Мы оба уже солидно выпили. А я пить не умею, и не понимаю, что это такое  уметь пить. Спокойно переваривать водку? Выпить, чтобы быть не пьяным?

 Вы, Еремей, дурак,  просто сказал я,  вы персонаж моей Домовой Книги, я вас могу из неё взять  и выселить.

 Что вы, комендант, себе позволяете?  он прекратил отплясывать.  Я думал, что вы культурный господин.

 Лесу-то сколько погубил, гад!  выругался я.  Знаешь, за это что с тобой сделаю? Хотя,  я махнул рукой,  пошёл ты,  и послал его. Это последнее, что я могу вспомнить самостоятельно.

Потом рассказывали, что бегал я по этажам, колотил в двери и кричал, что я и есть русская идея, что плоть моя, мозг мой и всё, что выходит из меня  и есть русская идея, а все остальные козлы и шлюхи.

А что  верно кричал. Переходный период у меня такой. Кризис творческий. Вадик с Рафиком меня выловили и угомонили. Жильцы жалобу написали, мне её передали, я её порвал. С тех пор Еремей меня стороной обходит, не здоровается, хорошо, если обиделся, плохо, если за идиота считает. Значит, так ничего и не понял.

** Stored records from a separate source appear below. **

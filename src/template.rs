//! Reusable workflow templates.
//!
//! A template is a config whose feature parameters carry `{{name}}`
//! placeholder markers.  Export scans the graph for markers and records the
//! parameter names; instantiation substitutes concrete values and returns a
//! fresh pre-populated builder.  Instantiation never mutates an existing
//! graph, and it rejects a value map that leaves any parameter unbound.

use std::collections::HashMap;

use regex::Regex;
use serde_json::Value;

use crate::builder::WorkflowBuilder;
use crate::error::{WorkflowError, WorkflowResult};
use crate::model::{Step, StepKind, WorkflowConfig};

/// A parameterized workflow with its extractable parameter names.
#[derive(Debug, Clone)]
pub struct WorkflowTemplate {
    config: WorkflowConfig,
    parameters: Vec<String>,
}

impl WorkflowTemplate {
    /// Extract a template from a finished graph.  Parameter names are
    /// deduplicated in first-seen order (steps in document order, params
    /// within a step by key).
    pub fn from_config(config: &WorkflowConfig) -> Self {
        let mut parameters = Vec::new();
        scan_steps(&config.steps, &mut parameters);
        WorkflowTemplate {
            config: config.clone(),
            parameters,
        }
    }

    pub fn parameters(&self) -> &[String] {
        &self.parameters
    }

    pub fn config(&self) -> &WorkflowConfig {
        &self.config
    }

    /// Substitute every placeholder and return a builder holding the
    /// concrete graph.  Every extracted parameter must be bound; extra
    /// entries in `values` are ignored.
    pub fn instantiate(&self, values: &HashMap<String, String>) -> WorkflowResult<WorkflowBuilder> {
        for parameter in &self.parameters {
            if !values.contains_key(parameter) {
                return Err(WorkflowError::MissingTemplateParameter(parameter.clone()));
            }
        }

        let mut config = self.config.clone();
        substitute_steps(&mut config.steps, &placeholder_regex(), values);
        Ok(WorkflowBuilder::from_config(config))
    }
}

impl WorkflowBuilder {
    /// Export the current graph as a reusable template.
    pub fn export_as_template(&self) -> WorkflowTemplate {
        WorkflowTemplate::from_config(&self.build())
    }
}

fn placeholder_regex() -> Regex {
    Regex::new(r"\{\{\s*([A-Za-z0-9_.-]+)\s*\}\}").unwrap()
}

fn scan_steps(steps: &[Step], parameters: &mut Vec<String>) {
    let re = placeholder_regex();
    for step in steps {
        scan_step(step, &re, parameters);
    }
}

fn scan_step(step: &Step, re: &Regex, parameters: &mut Vec<String>) {
    if let StepKind::Feature { params, .. } = &step.kind {
        let mut keys: Vec<&String> = params.keys().collect();
        keys.sort();
        for key in keys {
            if let Ok(serialized) = serde_json::to_string(&params[key]) {
                for capture in re.captures_iter(&serialized) {
                    let name = capture[1].to_string();
                    if !parameters.contains(&name) {
                        parameters.push(name);
                    }
                }
            }
        }
    }
    for child in step.children() {
        scan_step(child, re, parameters);
    }
    if let Some(fallback) = &step.fallback {
        scan_step(fallback, re, parameters);
    }
}

fn substitute_steps(steps: &mut [Step], re: &Regex, values: &HashMap<String, String>) {
    for step in steps {
        substitute_step(step, re, values);
    }
}

fn substitute_step(step: &mut Step, re: &Regex, values: &HashMap<String, String>) {
    match &mut step.kind {
        StepKind::Feature { params, .. } => {
            for value in params.values_mut() {
                substitute_value(value, re, values);
            }
        }
        StepKind::Parallel { steps } | StepKind::Sequential { steps } => {
            substitute_steps(steps, re, values);
        }
        StepKind::Conditional {
            if_true, if_false, ..
        } => {
            substitute_steps(if_true, re, values);
            substitute_steps(if_false, re, values);
        }
    }
    if let Some(fallback) = &mut step.fallback {
        substitute_step(fallback, re, values);
    }
}

/// Case-sensitive substitution through strings, arrays and objects, driven
/// by the same regex extraction uses so both sides agree on marker syntax.
/// Markers whose name has no binding are left in place.  No escape syntax
/// for a literal `{{`.
fn substitute_value(value: &mut Value, re: &Regex, values: &HashMap<String, String>) {
    match value {
        Value::String(text) => {
            let replaced = re
                .replace_all(text, |caps: &regex::Captures<'_>| {
                    match values.get(&caps[1]) {
                        Some(bound) => bound.clone(),
                        None => caps[0].to_string(),
                    }
                })
                .into_owned();
            *text = replaced;
        }
        Value::Array(items) => {
            for item in items {
                substitute_value(item, re, values);
            }
        }
        Value::Object(map) => {
            for item in map.values_mut() {
                substitute_value(item, re, values);
            }
        }
        _ => {}
    }
}

#[cfg(test)]
mod tests {
    use super::*;
    use serde_json::json;

    fn sample_builder() -> WorkflowBuilder {
        let mut params = HashMap::new();
        params.insert("goal".to_string(), json!("{{goal}}"));
        params.insert("level".to_string(), json!("level is {{level}}"));
        let mut follow_up = HashMap::new();
        follow_up.insert("goal".to_string(), json!("{{goal}}"));
        WorkflowBuilder::new("wf", "Workflow")
            .add_feature_step("gen", "Generate", "workout", "generate_plan", params)
            .unwrap()
            .add_feature_step("adj", "Adjust", "workout", "adjust_plan", follow_up)
            .unwrap()
            .add_dependency("adj", "gen")
            .unwrap()
    }

    #[test]
    fn test_parameters_deduplicated_first_seen() {
        let template = sample_builder().export_as_template();
        assert_eq!(template.parameters(), &["goal", "level"]);
    }

    #[test]
    fn test_instantiate_substitutes_values() {
        let template = sample_builder().export_as_template();
        let mut values = HashMap::new();
        values.insert("goal".to_string(), "strength".to_string());
        values.insert("level".to_string(), "beginner".to_string());

        let config = template.instantiate(&values).unwrap().build();
        let gen = config.find_step("gen").unwrap();
        if let StepKind::Feature { params, .. } = &gen.kind {
            assert_eq!(params["goal"], json!("strength"));
            assert_eq!(params["level"], json!("level is beginner"));
        } else {
            panic!("expected feature step");
        }
    }

    #[test]
    fn test_instantiate_missing_parameter_fails() {
        let template = sample_builder().export_as_template();
        let mut values = HashMap::new();
        values.insert("goal".to_string(), "strength".to_string());
        let err = template.instantiate(&values).unwrap_err();
        assert!(matches!(err, WorkflowError::MissingTemplateParameter(p) if p == "level"));
    }

    #[test]
    fn test_instantiate_ignores_extra_values() {
        let template = sample_builder().export_as_template();
        let mut values = HashMap::new();
        values.insert("goal".to_string(), "strength".to_string());
        values.insert("level".to_string(), "beginner".to_string());
        values.insert("unused".to_string(), "x".to_string());
        assert!(template.instantiate(&values).is_ok());
    }

    #[test]
    fn test_round_trip_preserves_structure() {
        let source = sample_builder().build();
        let template = WorkflowTemplate::from_config(&source);
        let mut values = HashMap::new();
        values.insert("goal".to_string(), "strength".to_string());
        values.insert("level".to_string(), "beginner".to_string());

        let rebuilt = template.instantiate(&values).unwrap().build();
        assert_eq!(rebuilt.id, source.id);
        let source_ids: Vec<&str> = source.all_steps().iter().map(|s| s.id.as_str()).collect();
        let rebuilt_ids: Vec<&str> = rebuilt.all_steps().iter().map(|s| s.id.as_str()).collect();
        assert_eq!(source_ids, rebuilt_ids);
        assert_eq!(
            rebuilt.find_step("adj").unwrap().dependencies,
            source.find_step("adj").unwrap().dependencies
        );
    }

    #[test]
    fn test_nested_and_fallback_params_scanned() {
        let mut inner_params = HashMap::new();
        inner_params.insert("city".to_string(), json!("{{city}}"));
        let mut fallback_params = HashMap::new();
        fallback_params.insert("region".to_string(), json!("{{region}}"));

        let builder = WorkflowBuilder::new("wf", "Workflow")
            .add_parallel_step(
                "par",
                "Par",
                vec![Step::feature("inner", "Inner", "geo", "lookup", inner_params)],
            )
            .unwrap()
            .add_fallback(
                "inner",
                Step::feature("alt", "Alt", "geo", "lookup_cached", fallback_params),
            )
            .unwrap();

        let template = builder.export_as_template();
        assert_eq!(template.parameters(), &["city", "region"]);
    }

    #[test]
    fn test_padded_marker_extracted_and_substituted() {
        // Extraction tolerates whitespace inside the braces; substitution
        // must honor the same syntax or the marker survives instantiation.
        let mut params = HashMap::new();
        params.insert("goal".to_string(), json!("target: {{ goal }}"));
        let builder = WorkflowBuilder::new("wf", "Workflow")
            .add_feature_step("gen", "Generate", "workout", "generate_plan", params)
            .unwrap();

        let template = builder.export_as_template();
        assert_eq!(template.parameters(), &["goal"]);

        let mut values = HashMap::new();
        values.insert("goal".to_string(), "strength".to_string());
        let config = template.instantiate(&values).unwrap().build();
        let gen = config.find_step("gen").unwrap();
        if let StepKind::Feature { params, .. } = &gen.kind {
            assert_eq!(params["goal"], json!("target: strength"));
        } else {
            panic!("expected feature step");
        }
    }

    #[test]
    fn test_unbound_marker_left_in_place() {
        // "unbound" never shows up in parameters() (it only exists in the
        // value map the caller passes), so markers for it stay literal.
        let mut params = HashMap::new();
        params.insert("goal".to_string(), json!("{{goal}}"));
        let builder = WorkflowBuilder::new("wf", "Workflow")
            .add_feature_step("gen", "Generate", "workout", "generate_plan", params)
            .unwrap();
        let template = builder.export_as_template();

        let mut values = HashMap::new();
        values.insert("goal".to_string(), "{{other}}".to_string());
        let config = template.instantiate(&values).unwrap().build();
        if let StepKind::Feature { params, .. } = &config.find_step("gen").unwrap().kind {
            assert_eq!(params["goal"], json!("{{other}}"));
        } else {
            panic!("expected feature step");
        }
    }

    #[test]
    fn test_no_placeholders_no_parameters() {
        let mut params = HashMap::new();
        params.insert("goal".to_string(), json!("fixed"));
        let builder = WorkflowBuilder::new("wf", "Workflow")
            .add_feature_step("a", "A", "f", "op", params)
            .unwrap();
        let template = builder.export_as_template();
        assert!(template.parameters().is_empty());
        let config = template.instantiate(&HashMap::new()).unwrap().build();
        assert_eq!(config.all_steps().len(), 1);
    }
}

А Жак Савельевич всё понял.

 Для себя, дурак, старайся. Чего ты всё о них печёшься, перевоспитываешь уродов. Сам мне преподавал. Почто марку не держишь?

 Общаюсь я.

 Ну-ну, иди. Не мешай мне, я работаю.

Я промолчал. Я-то знал, почему со мной неладное. Я-то мог раскрыть ему глаза на истину. Вот именно  «не мешай, я работаю». Работай, мне не жалко, я подожду, я пока подумаю, я знаю, что это за мистика.

Эту Книгу я задумал, когда Жака из депрессии вытаскивал. Так красочно всё ему расписал, с таким вдохновением, что сам в необходимость её создания поверил. Спасал гения, вытаскивал из трясины, а сам теперь вязну. Знаю  почему. Жак Савелич перетянул творческое одеяло на себя, так что я теперь мёрзну, как совсем недавно замерзал в канавах он. Закон сохранения энергии. Савелич этого не знает. И слава богу. Ему нужно поменьше философствовать, наивность  движитель творческих процессов.

Я уже три месяца Комендант. У меня в кабинете компьютер  центр наблюдения за этажами. Практически во всех квартирах установлены прослушивающие устройства, а то и видеокамеры. Составляю отчётики о поведении жильцов. В принципе, это единственная моя обязанность. Есть управдом  Василий Иванович Добряк, он отвечает за инвентарь, за всю хозяйственную часть. У него под началом и столяра, и сантехники, стекольщики, уборщицы, вахтёры. Он действительно неплохой человек, бывший подводник, живёт с пожилой больной женщиной, детей у них нет.

 Егор Семенович, деньги нужны, хорошо бы в фойе новые вазы для цветов поставить. Поговори с хозяевами.

 Не дадут. Давай-ка, лучше с жильцов соберём. Объяви о собрании.

Такие собрания стали у нас регулярными. Жильцы в большинстве у нас послушные. Они довольны, что живут в элитном Доме. Сбылась мечта, о коей и не мечталось

Входы в Дом скрыты от посторонних. Можно въехать прямо на машине за два квартала от Дома. А можно войти в обычный подъезд пятиэтажки, там вахта, показываешь пропуск, проходишь по коридору, там охрана, засовываешь в аппарат пластиковую карту, турникет открывается, спускаешься по небольшому эскалатору и по бегущей дорожке перемещаешься непосредственно в фойе здания.